Avant la réforme de l’éducation (par le ministre Paul-Guérin Lajoie dans les années 1960), les ouvriers du Québec se faisaient dire qu’ils parlaient mal et que leur manque d’éducation était criant dès qu’ils ouvraient la bouche.

La réforme de l’Éducation a permis l’accès aux études supérieures à l’ensemble de la population. Mais cela ne s’est pas accompagné d’un meilleur accès aux médias traditionnels, détenus par d’importants intérêts financiers.

Seuls les lignes ouvertes des radios et le courrier des lecteurs des journaux permettaient au peuple de s’exprimer sur des sujets préalablement définis.

Ce qui a permis à la fois le contrôle de l’information et, par conséquent, celui des masses populaires.

Dans un premier temps, la création de l’internet a libéré la parole des citoyens par le biais de sites web et de blogues. Du moins pour ceux qui possédaient des rudiments de code HTML.

Puis on a inventé les médias sociaux.

Tout comme les blogues et les sites web, les médias sociaux sont des modes de publication sur l’internet. Mais à la différence des premiers, ils sont spécifiquement un moyen de réseautage avec d’autres utilisateurs afin d’échanger des informations et de s’y mettre en valeur.

Or les jeunes d’aujourd’hui se caractérisent, entre autres, par leur grande compétence des rapports interpersonnels, qu’ils gèrent beaucoup mieux par la parole que leurs ainés.

Les médias sociaux permettent aux internautes d’être des participants, et non plus de simples lecteurs passifs de contenus électroniques créés par d’autres.

À regarder les gens qui marchent sur la rue ou qui sont assis dans les transports publics en textant sur l’écran de leur téléphone portable, on réalise que jamais dans toute l’histoire, les humains n’ont autant lu et écrit.

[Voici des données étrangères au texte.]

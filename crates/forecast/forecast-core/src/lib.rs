//! Forecast Core
//!
//! Implementations behind the forecast SPI: CSV-backed historical series,
//! windowed feature reconstruction, risk classification, model oracles and
//! the prediction service that ties them together.

pub mod classifier;
pub mod oracle;
pub mod reconstruct;
pub mod service;
pub mod spec;
pub mod store;
pub mod window;

// Re-export SPI types for implementations
pub use forecast_spi::{
    DuplicateYearPolicy, FeatureSpec, FeatureVector, ForecastError, HistoricalSeries, LoadError,
    ModelOracle, Observation, PredictionRequest, PredictionResult, Result, RiskLevel, SeriesSource,
};

// Re-export main types
pub use classifier::{RiskClassifier, RiskThresholds};
pub use oracle::{load_model, parse_model, LinearModel, ModelArtifact, TreeEnsemble};
pub use reconstruct::FeatureReconstructor;
pub use service::PredictionService;
pub use spec::{load_feature_spec, parse_feature_spec, validate_feature_spec};
pub use store::{read_series, CsvSeriesSource, SeriesStore};
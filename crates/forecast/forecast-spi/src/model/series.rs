//! Immutable historical series

use crate::error::LoadError;
use crate::model::{HistoryPoint, Observation};
use std::collections::BTreeSet;

/// Time-ordered table of past observations.
///
/// Always sorted ascending by `year` with at most one observation per year.
/// Built once at startup and never mutated afterwards.
#[derive(Debug, Clone, Default, PartialEq)]
pub struct HistoricalSeries {
    observations: Vec<Observation>,
}

impl HistoricalSeries {
    /// Build a series from observations in load order.
    ///
    /// The sort is stable, so rows sharing a year keep their load order, but a
    /// repeated year is rejected.
    pub fn from_observations(mut observations: Vec<Observation>) -> Result<Self, LoadError> {
        observations.sort_by_key(|o| o.year);
        if let Some(pair) = observations.windows(2).find(|w| w[0].year == w[1].year) {
            return Err(LoadError::DuplicateYear(pair[0].year));
        }
        Ok(Self { observations })
    }

    /// Observations in ascending year order.
    pub fn observations(&self) -> &[Observation] {
        &self.observations
    }

    /// Read-only copy of the series in ascending year order.
    pub fn snapshot(&self) -> HistoricalSeries {
        self.clone()
    }

    pub fn len(&self) -> usize {
        self.observations.len()
    }

    pub fn is_empty(&self) -> bool {
        self.observations.is_empty()
    }

    pub fn iter(&self) -> std::slice::Iter<'_, Observation> {
        self.observations.iter()
    }

    /// Observation for a given year, if present.
    pub fn get(&self, year: i32) -> Option<&Observation> {
        self.observations
            .binary_search_by_key(&year, |o| o.year)
            .ok()
            .map(|idx| &self.observations[idx])
    }

    /// First and last year of the series.
    pub fn year_range(&self) -> Option<(i32, i32)> {
        match (self.observations.first(), self.observations.last()) {
            (Some(first), Some(last)) => Some((first.year, last.year)),
            _ => None,
        }
    }

    /// `(year, MMR)` pairs for every row with an observed MMR.
    pub fn history(&self) -> Vec<HistoryPoint> {
        self.observations
            .iter()
            .filter_map(|o| o.mmr.map(|mmr| HistoryPoint { year: o.year, mmr }))
            .collect()
    }

    /// Names of every covariate observed in at least one row.
    pub fn covariate_names(&self) -> BTreeSet<String> {
        self.observations
            .iter()
            .flat_map(|o| o.covariates.keys().cloned())
            .collect()
    }
}

impl<'a> IntoIterator for &'a HistoricalSeries {
    type Item = &'a Observation;
    type IntoIter = std::slice::Iter<'a, Observation>;

    fn into_iter(self) -> Self::IntoIter {
        self.observations.iter()
    }
}
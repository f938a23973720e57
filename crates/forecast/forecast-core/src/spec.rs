//! Feature spec loading and validation

use forecast_spi::feature::{is_computed, MMR, REQUEST_COVARIATES, YEAR};
use forecast_spi::{FeatureSpec, HistoricalSeries, LoadError};
use std::fs;
use std::path::Path;

/// Read a feature spec from a JSON array of feature names.
pub fn load_feature_spec(path: &Path) -> Result<FeatureSpec, LoadError> {
    let contents = fs::read_to_string(path)
        .map_err(|e| LoadError::Io(format!("{}: {}", path.display(), e)))?;
    parse_feature_spec(&contents)
}

pub fn parse_feature_spec(json: &str) -> Result<FeatureSpec, LoadError> {
    let names: Vec<String> =
        serde_json::from_str(json).map_err(|e| LoadError::Json(e.to_string()))?;
    FeatureSpec::new(names)
}

/// Check that every feature can be produced for a query row.
///
/// A name resolves when it is fixed (`year`, `MMR`), computed, a request
/// covariate, or a covariate column of the historical series.
pub fn validate_feature_spec(
    spec: &FeatureSpec,
    series: &HistoricalSeries,
) -> Result<(), LoadError> {
    let known_covariates = series.covariate_names();
    let unresolved: Vec<&str> = spec
        .iter()
        .map(String::as_str)
        .filter(|name| {
            *name != YEAR
                && *name != MMR
                && !is_computed(name)
                && !REQUEST_COVARIATES.contains(name)
                && !known_covariates.contains(*name)
        })
        .collect();

    if unresolved.is_empty() {
        Ok(())
    } else {
        Err(LoadError::InvalidFeatureSpec(format!(
            "unknown features: {}",
            unresolved.join(", ")
        )))
    }
}
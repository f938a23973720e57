//! API route handlers

use crate::AppState;
use axum::{
    extract::{rejection::JsonRejection, State},
    http::StatusCode,
    response::{IntoResponse, Response},
    routing::{get, post},
    Json, Router,
};
use forecast_facade::{
    ForecastError, HistoryPoint, ModelInfo, PredictionRequest, PredictionResult,
};
use serde::{Deserialize, Serialize};
use std::any::Any;
use tower_http::catch_panic::CatchPanicLayer;
use tower_http::cors::{Any as AnyOrigin, CorsLayer};
use tower_http::trace::TraceLayer;

/// Build the router with all endpoints and middleware.
pub fn router(state: AppState) -> Router {
    // CORS configuration
    let cors = CorsLayer::new()
        .allow_origin(AnyOrigin)
        .allow_methods(AnyOrigin)
        .allow_headers(AnyOrigin);

    Router::new()
        .route("/health", get(health))
        .route("/health/live", get(liveness))
        // API endpoints
        .route("/api/history", get(history))
        .route("/model-info", get(model_info))
        .route("/predict", post(predict))
        // Middleware layers
        .layer(CatchPanicLayer::custom(handle_panic))
        .layer(TraceLayer::new_for_http())
        .layer(cors)
        .with_state(state)
}

#[derive(Debug, Serialize, Deserialize)]
pub struct ErrorResponse {
    pub error: String,
}

#[derive(Debug, Serialize, Deserialize)]
pub struct HealthResponse {
    pub status: String,
    pub model_loaded: bool,
}

/// Error returned to clients as `{"error": ...}`.
#[derive(Debug)]
pub struct ApiError {
    status: StatusCode,
    message: String,
}

impl From<ForecastError> for ApiError {
    fn from(err: ForecastError) -> Self {
        let status = if err.is_client_error() {
            tracing::warn!("prediction rejected: {}", err);
            StatusCode::BAD_REQUEST
        } else {
            tracing::error!("prediction failed: {}", err);
            StatusCode::INTERNAL_SERVER_ERROR
        };
        Self {
            status,
            message: err.to_string(),
        }
    }
}

impl From<JsonRejection> for ApiError {
    fn from(rejection: JsonRejection) -> Self {
        tracing::warn!("malformed prediction request: {}", rejection.body_text());
        Self {
            status: StatusCode::BAD_REQUEST,
            message: rejection.body_text(),
        }
    }
}

impl IntoResponse for ApiError {
    fn into_response(self) -> Response {
        (self.status, Json(ErrorResponse { error: self.message })).into_response()
    }
}

fn handle_panic(err: Box<dyn Any + Send + 'static>) -> Response {
    let detail = err
        .downcast_ref::<String>()
        .map(String::as_str)
        .or_else(|| err.downcast_ref::<&str>().copied())
        .unwrap_or("unknown panic");
    tracing::error!("handler panicked: {}", detail);
    (
        StatusCode::INTERNAL_SERVER_ERROR,
        Json(ErrorResponse {
            error: "Internal server error".to_string(),
        }),
    )
        .into_response()
}

/// Liveness probe - is the server running?
pub async fn liveness() -> Json<serde_json::Value> {
    Json(serde_json::json!({
        "status": "alive",
        "version": env!("CARGO_PKG_VERSION")
    }))
}

/// The service only exists once every artifact has loaded.
pub async fn health() -> Json<HealthResponse> {
    Json(HealthResponse {
        status: "healthy".to_string(),
        model_loaded: true,
    })
}

pub async fn history(State(state): State<AppState>) -> Json<Vec<HistoryPoint>> {
    Json(state.service.history())
}

pub async fn model_info(State(state): State<AppState>) -> Json<ModelInfo> {
    Json(state.service.model_info())
}

pub async fn predict(
    State(state): State<AppState>,
    payload: Result<Json<PredictionRequest>, JsonRejection>,
) -> Result<Json<PredictionResult>, ApiError> {
    let Json(request) = payload?;
    let result = state.service.predict(&request)?;
    Ok(Json(result))
}
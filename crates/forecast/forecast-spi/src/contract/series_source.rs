//! Historical data source trait definition.

use crate::error::LoadError;
use crate::model::HistoricalSeries;

/// Source of the historical series, read once at startup.
pub trait SeriesSource {
    /// Load and validate the full series. Failure aborts startup.
    fn load(&self) -> Result<HistoricalSeries, LoadError>;

    /// Human-readable description of where the data comes from.
    fn describe(&self) -> String {
        "historical series".to_string()
    }
}
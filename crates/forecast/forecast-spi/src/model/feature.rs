//! Feature names, the feature spec and derived feature rows.

use crate::error::LoadError;
use crate::model::Observation;
use serde::{Deserialize, Serialize};
use std::collections::HashSet;

pub const YEAR: &str = "year";
pub const MMR: &str = "MMR";
pub const MMR_LAG_1: &str = "mmr_lag_1";
pub const MMR_LAG_2: &str = "mmr_lag_2";
pub const MMR_3YR_AVG: &str = "mmr_3yr_avg";
pub const MMR_5YR_AVG: &str = "mmr_5yr_avg";
pub const TREND_SLOPE: &str = "trend_slope";
pub const RISK_FLAG: &str = "risk_flag";

/// Placeholder value emitted for `risk_flag`.
pub const RISK_FLAG_VALUE: f64 = 0.0;

/// Features recomputed from the MMR column on every request.
pub const DERIVED_FEATURES: [&str; 5] =
    [MMR_LAG_1, MMR_LAG_2, MMR_3YR_AVG, MMR_5YR_AVG, TREND_SLOPE];

pub const SKILLED_BIRTH_ATTENDANCE: &str = "skilled_birth_attendance";
pub const ANTENATAL_CARE_COVERAGE: &str = "antenatal_care_coverage";
pub const HEALTH_SPENDING: &str = "health_spending";

/// Covariates a prediction request may carry.
pub const REQUEST_COVARIATES: [&str; 3] = [
    SKILLED_BIRTH_ATTENDANCE,
    ANTENATAL_CARE_COVERAGE,
    HEALTH_SPENDING,
];

/// Whether `name` is produced by the reconstructor rather than read from a row.
pub fn is_computed(name: &str) -> bool {
    name == RISK_FLAG || DERIVED_FEATURES.contains(&name)
}

/// Ordered list of features the model consumes.
///
/// Defines both the column order handed to the oracle and the set of fields
/// the reconstructor must produce.
#[derive(Debug, Clone, PartialEq, Eq, Serialize, Deserialize)]
#[serde(try_from = "Vec<String>", into = "Vec<String>")]
pub struct FeatureSpec {
    names: Vec<String>,
}

impl FeatureSpec {
    /// Create a feature spec. Names must be non-empty and unique.
    pub fn new<I, S>(names: I) -> Result<Self, LoadError>
    where
        I: IntoIterator<Item = S>,
        S: Into<String>,
    {
        let names: Vec<String> = names.into_iter().map(Into::into).collect();
        if names.is_empty() {
            return Err(LoadError::InvalidFeatureSpec(
                "feature list is empty".to_string(),
            ));
        }
        let mut seen = HashSet::with_capacity(names.len());
        for name in &names {
            if name.trim().is_empty() {
                return Err(LoadError::InvalidFeatureSpec(
                    "feature name is blank".to_string(),
                ));
            }
            if !seen.insert(name.as_str()) {
                return Err(LoadError::InvalidFeatureSpec(format!(
                    "feature '{}' is listed twice",
                    name
                )));
            }
        }
        Ok(Self { names })
    }

    pub fn names(&self) -> &[String] {
        &self.names
    }

    pub fn len(&self) -> usize {
        self.names.len()
    }

    pub fn is_empty(&self) -> bool {
        self.names.is_empty()
    }

    pub fn contains(&self, name: &str) -> bool {
        self.names.iter().any(|n| n == name)
    }

    /// Column index of a feature.
    pub fn position(&self, name: &str) -> Option<usize> {
        self.names.iter().position(|n| n == name)
    }

    pub fn iter(&self) -> std::slice::Iter<'_, String> {
        self.names.iter()
    }
}

impl TryFrom<Vec<String>> for FeatureSpec {
    type Error = LoadError;

    fn try_from(names: Vec<String>) -> Result<Self, Self::Error> {
        Self::new(names)
    }
}

impl From<FeatureSpec> for Vec<String> {
    fn from(spec: FeatureSpec) -> Self {
        spec.names
    }
}

/// Temporal features computed for one row of the merged series.
#[derive(Debug, Clone, Copy, Default, PartialEq, Serialize, Deserialize)]
pub struct DerivedFeatures {
    pub mmr_lag_1: Option<f64>,
    pub mmr_lag_2: Option<f64>,
    pub mmr_3yr_avg: Option<f64>,
    pub mmr_5yr_avg: Option<f64>,
    pub trend_slope: Option<f64>,
}

impl DerivedFeatures {
    /// Look up a derived feature by name; `None` for names that are not derived.
    pub fn get(&self, name: &str) -> Option<Option<f64>> {
        match name {
            MMR_LAG_1 => Some(self.mmr_lag_1),
            MMR_LAG_2 => Some(self.mmr_lag_2),
            MMR_3YR_AVG => Some(self.mmr_3yr_avg),
            MMR_5YR_AVG => Some(self.mmr_5yr_avg),
            TREND_SLOPE => Some(self.trend_slope),
            _ => None,
        }
    }
}

/// An observation augmented with its derived temporal features.
#[derive(Debug, Clone, PartialEq)]
pub struct DerivedRow {
    pub observation: Observation,
    pub derived: DerivedFeatures,
    pub risk_flag: f64,
}

impl DerivedRow {
    pub fn new(observation: Observation, derived: DerivedFeatures) -> Self {
        Self {
            observation,
            derived,
            risk_flag: RISK_FLAG_VALUE,
        }
    }

    pub fn year(&self) -> i32 {
        self.observation.year
    }

    /// Value of any named field of the row.
    ///
    /// Names that are neither fixed nor derived resolve to the covariate of the
    /// same name, which is missing when the row does not carry it.
    pub fn feature(&self, name: &str) -> Option<f64> {
        match name {
            YEAR => Some(f64::from(self.observation.year)),
            MMR => self.observation.mmr,
            RISK_FLAG => Some(self.risk_flag),
            _ => match self.derived.get(name) {
                Some(value) => value,
                None => self.observation.covariate(name),
            },
        }
    }
}

/// Feature values in [`FeatureSpec`] order, ready for the oracle.
#[derive(Debug, Clone, PartialEq, Serialize)]
pub struct FeatureVector {
    names: Vec<String>,
    values: Vec<Option<f64>>,
}

impl FeatureVector {
    /// Extract exactly the feature spec's fields from a derived row, in its order.
    pub fn from_row(spec: &FeatureSpec, row: &DerivedRow) -> Self {
        Self {
            names: spec.names().to_vec(),
            values: spec.iter().map(|name| row.feature(name)).collect(),
        }
    }

    pub fn names(&self) -> &[String] {
        &self.names
    }

    pub fn values(&self) -> &[Option<f64>] {
        &self.values
    }

    pub fn len(&self) -> usize {
        self.values.len()
    }

    pub fn is_empty(&self) -> bool {
        self.values.is_empty()
    }

    /// Value by feature name. Missing and unknown both yield `None`.
    pub fn get(&self, name: &str) -> Option<f64> {
        self.names
            .iter()
            .position(|n| n == name)
            .and_then(|idx| self.values[idx])
    }

    /// `(name, value)` pairs in spec order.
    pub fn iter(&self) -> impl Iterator<Item = (&str, Option<f64>)> + '_ {
        self.names
            .iter()
            .map(String::as_str)
            .zip(self.values.iter().copied())
    }
}
//! Contract module containing trait definitions for the forecast collaborators

mod model_oracle;
mod series_source;

pub use model_oracle::ModelOracle;
pub use series_source::SeriesSource;
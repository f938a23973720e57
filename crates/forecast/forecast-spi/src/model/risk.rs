//! Risk bands

use serde::{Deserialize, Serialize};
use std::fmt;

/// Discrete risk band for a predicted MMR.
#[derive(Debug, Clone, Copy, PartialEq, Eq, Hash, Serialize, Deserialize)]
pub enum RiskLevel {
    #[serde(rename = "High Risk")]
    High,
    #[serde(rename = "Medium Risk")]
    Medium,
    #[serde(rename = "Low Risk")]
    Low,
}

impl RiskLevel {
    /// Human-readable label used on the wire.
    pub fn label(&self) -> &'static str {
        match self {
            RiskLevel::High => "High Risk",
            RiskLevel::Medium => "Medium Risk",
            RiskLevel::Low => "Low Risk",
        }
    }
}

impl fmt::Display for RiskLevel {
    fn fmt(&self, f: &mut fmt::Formatter<'_>) -> fmt::Result {
        f.write_str(self.label())
    }
}

/// Textual description of the band boundaries, as reported by model info.
#[derive(Debug, Clone, PartialEq, Eq, Serialize, Deserialize)]
pub struct RiskThresholdLabels {
    pub high: String,
    pub medium: String,
    pub low: String,
}

#[cfg(test)]
mod tests {
    use super::*;

    #[test]
    fn test_serializes_as_label() {
        assert_eq!(
            serde_json::to_string(&RiskLevel::High).unwrap(),
            "\"High Risk\""
        );
        assert_eq!(
            serde_json::to_string(&RiskLevel::Low).unwrap(),
            "\"Low Risk\""
        );
    }

    #[test]
    fn test_display_matches_label() {
        for level in [RiskLevel::High, RiskLevel::Medium, RiskLevel::Low] {
            assert_eq!(level.to_string(), level.label());
        }
    }
}
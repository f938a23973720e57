//! Model oracle implementations
//!
//! Models are shipped as a JSON artifact tagged by `kind`:
//!
//! - `linear`: intercept plus one coefficient per feature
//! - `tree_ensemble`: gradient-boosted regression trees in the XGBoost JSON
//!   dump layout
//!
//! Both are compiled against the [`FeatureSpec`] at load time so a mismatch
//! between model and spec fails startup rather than a request.

mod linear;
mod tree;

pub use linear::{LinearArtifact, LinearModel};
pub use tree::{TreeEnsemble, TreeEnsembleArtifact, TreeNode};

use forecast_spi::{FeatureSpec, LoadError, ModelOracle};
use serde::{Deserialize, Serialize};
use std::fs;
use std::path::Path;
use std::sync::Arc;

/// Serialized model as found on disk.
#[derive(Debug, Clone, Serialize, Deserialize)]
#[serde(tag = "kind", rename_all = "snake_case")]
pub enum ModelArtifact {
    Linear(LinearArtifact),
    TreeEnsemble(TreeEnsembleArtifact),
}

impl ModelArtifact {
    /// Compile the artifact against the feature spec.
    pub fn into_oracle(self, spec: &FeatureSpec) -> Result<Arc<dyn ModelOracle>, LoadError> {
        Ok(match self {
            ModelArtifact::Linear(artifact) => Arc::new(LinearModel::compile(artifact, spec)?),
            ModelArtifact::TreeEnsemble(artifact) => {
                Arc::new(TreeEnsemble::compile(artifact, spec)?)
            }
        })
    }
}

/// Parse and compile a model artifact from JSON text.
pub fn parse_model(json: &str, spec: &FeatureSpec) -> Result<Arc<dyn ModelOracle>, LoadError> {
    let artifact: ModelArtifact =
        serde_json::from_str(json).map_err(|e| LoadError::Json(e.to_string()))?;
    artifact.into_oracle(spec)
}

/// Load and compile a model artifact from disk.
pub fn load_model(path: &Path, spec: &FeatureSpec) -> Result<Arc<dyn ModelOracle>, LoadError> {
    let contents = fs::read_to_string(path)
        .map_err(|e| LoadError::Io(format!("{}: {}", path.display(), e)))?;
    parse_model(&contents, spec)
}
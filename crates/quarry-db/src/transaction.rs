//! Transactions
//!
//! A [`Transaction`] owns one dedicated connection from BEGIN until it is
//! released. It is Active until the first successful COMMIT or the first
//! ROLLBACK, and Completed afterwards.

use std::fmt;
use std::future::Future;
use std::sync::atomic::{AtomicBool, Ordering};
use std::sync::Arc;

use async_trait::async_trait;
use quarry_core::Value;
use tokio::sync::Mutex;
use tracing::{debug, instrument, warn};

use crate::error::{DataError, DataResult};
use crate::gateway::{ConnectionGateway, DedicatedConnection, Executor, QueryOutput};

/// Transaction isolation level
#[derive(Debug, Clone, Copy, PartialEq, Eq)]
pub enum IsolationLevel {
    ReadUncommitted,
    ReadCommitted,
    RepeatableRead,
    Serializable,
}

impl IsolationLevel {
    pub fn as_sql(&self) -> &'static str {
        match self {
            IsolationLevel::ReadUncommitted => "READ UNCOMMITTED",
            IsolationLevel::ReadCommitted => "READ COMMITTED",
            IsolationLevel::RepeatableRead => "REPEATABLE READ",
            IsolationLevel::Serializable => "SERIALIZABLE",
        }
    }
}

impl fmt::Display for IsolationLevel {
    fn fmt(&self, f: &mut fmt::Formatter<'_>) -> fmt::Result {
        f.write_str(self.as_sql())
    }
}

/// Handle on an open transaction
pub struct Transaction {
    conn: Mutex<Option<Box<dyn DedicatedConnection>>>,
    completed: AtomicBool,
}

impl Transaction {
    fn new(conn: Box<dyn DedicatedConnection>) -> Self {
        Self {
            conn: Mutex::new(Some(conn)),
            completed: AtomicBool::new(false),
        }
    }

    pub fn is_completed(&self) -> bool {
        self.completed.load(Ordering::SeqCst)
    }

    /// Run a statement inside the transaction
    pub async fn query(&self, sql: &str, params: &[Value]) -> DataResult<QueryOutput> {
        let mut guard = self.conn.lock().await;
        if self.is_completed() {
            return Err(DataError::TransactionCompleted);
        }
        let conn = guard.as_mut().ok_or(DataError::TransactionCompleted)?;
        conn.execute(sql, params).await
    }

    /// COMMIT; fails if the transaction already completed
    pub async fn commit(&self) -> DataResult<()> {
        let mut guard = self.conn.lock().await;
        if self.is_completed() {
            return Err(DataError::TransactionCompleted);
        }
        let conn = guard.as_mut().ok_or(DataError::TransactionCompleted)?;
        conn.execute("COMMIT", &[]).await?;
        self.completed.store(true, Ordering::SeqCst);
        debug!("transaction committed");
        Ok(())
    }

    /// ROLLBACK; a no-op once the transaction completed
    pub async fn rollback(&self) -> DataResult<()> {
        let mut guard = self.conn.lock().await;
        if self.completed.swap(true, Ordering::SeqCst) {
            return Ok(());
        }
        let Some(conn) = guard.as_mut() else {
            return Ok(());
        };
        conn.execute("ROLLBACK", &[]).await?;
        debug!("transaction rolled back");
        Ok(())
    }

    /// Give the connection back to the pool, rolling back if still active
    ///
    /// Later calls do nothing.
    pub async fn release(&self) {
        if !self.is_completed() {
            if let Err(e) = self.rollback().await {
                warn!(error = %e, "rollback before release failed");
            }
        }
        if let Some(conn) = self.conn.lock().await.take() {
            conn.release();
        }
    }
}

#[async_trait]
impl Executor for Transaction {
    async fn execute(&self, sql: &str, params: &[Value]) -> DataResult<QueryOutput> {
        self.query(sql, params).await
    }
}

/// Opens transactions on dedicated connections
#[derive(Clone)]
pub struct TransactionCoordinator {
    gateway: Arc<dyn ConnectionGateway>,
}

impl TransactionCoordinator {
    pub fn new(gateway: Arc<dyn ConnectionGateway>) -> Self {
        Self { gateway }
    }

    /// Acquire a connection and issue BEGIN
    ///
    /// The caller must commit or roll back, then `release`.
    #[instrument(skip(self))]
    pub async fn begin(&self, isolation: Option<IsolationLevel>) -> DataResult<Arc<Transaction>> {
        let mut conn = self.gateway.acquire().await?;
        let sql = match isolation {
            Some(level) => format!("BEGIN ISOLATION LEVEL {}", level),
            None => "BEGIN".to_string(),
        };
        if let Err(e) = conn.execute(&sql, &[]).await {
            conn.release();
            return Err(e);
        }
        Ok(Arc::new(Transaction::new(conn)))
    }

    /// Run `callback` in a transaction
    ///
    /// Commits when the callback succeeds and rolls back when it fails,
    /// returning the callback's own error. The connection is released
    /// exactly once on every path.
    pub async fn transaction<F, Fut, T, E>(&self, callback: F) -> Result<T, E>
    where
        F: FnOnce(Arc<Transaction>) -> Fut,
        Fut: Future<Output = Result<T, E>>,
        E: From<DataError>,
    {
        self.run(None, callback).await
    }

    /// [`transaction`](Self::transaction) with an explicit isolation level
    pub async fn transaction_with_isolation<F, Fut, T, E>(
        &self,
        isolation: IsolationLevel,
        callback: F,
    ) -> Result<T, E>
    where
        F: FnOnce(Arc<Transaction>) -> Fut,
        Fut: Future<Output = Result<T, E>>,
        E: From<DataError>,
    {
        self.run(Some(isolation), callback).await
    }

    async fn run<F, Fut, T, E>(&self, isolation: Option<IsolationLevel>, callback: F) -> Result<T, E>
    where
        F: FnOnce(Arc<Transaction>) -> Fut,
        Fut: Future<Output = Result<T, E>>,
        E: From<DataError>,
    {
        let tx = self.begin(isolation).await?;

        let outcome = match callback(Arc::clone(&tx)).await {
            // The callback may have finished the transaction itself
            Ok(value) if tx.is_completed() => Ok(value),
            Ok(value) => match tx.commit().await {
                Ok(()) => Ok(value),
                Err(commit_err) => {
                    if let Err(e) = tx.rollback().await {
                        warn!(error = %e, "rollback after failed commit failed");
                    }
                    Err(commit_err.into())
                }
            },
            Err(err) => {
                if let Err(e) = tx.rollback().await {
                    warn!(error = %e, "rollback after failed transaction failed");
                }
                Err(err)
            }
        };

        tx.release().await;
        outcome
    }
}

Mais bombardés d’information, une partie des internautes sont devenus inaptes en tant que citoyens parce qu’ils papillonnent d’un sujet à l’autre et n’ont plus le gout ni le temps d’approfondir les sujets qui les concernent.

Politiquement, ils sont comme des volées d’oiseaux, ballottées au gré des buzz médiatiques créés par ceux qui les manipulent.

Dans un autre ordre d’idée, les médias sociaux sont régulièrement accusés de propager des nouvelles fallacieuses et de susciter l’expression d’opinions répréhensibles.

En réalité, ils ont libéré la parole du peuple. Celle qui s’exprimait autour d’une table entre amis, sur l’oreiller du lit conjugal, et sur les murs des toilettes publiques.

Cette parole est brute et révèle les secrets de la pensée populaire.

Et les nouvelles fallacieuses qu’ils répandent correspondent à celles répandues autrefois par la rumeur publique. Bref, rien n’a changé sauf la vitesse de la diffusion de celle-ci.

Depuis toujours, il est possible d’instrumentaliser la rumeur publique.

Ce qui est nouveau, c’est que cette instrumentalisation peut s’effectuer de l’Étranger et servir à fragiliser la cohésion sociale d’un autre pays.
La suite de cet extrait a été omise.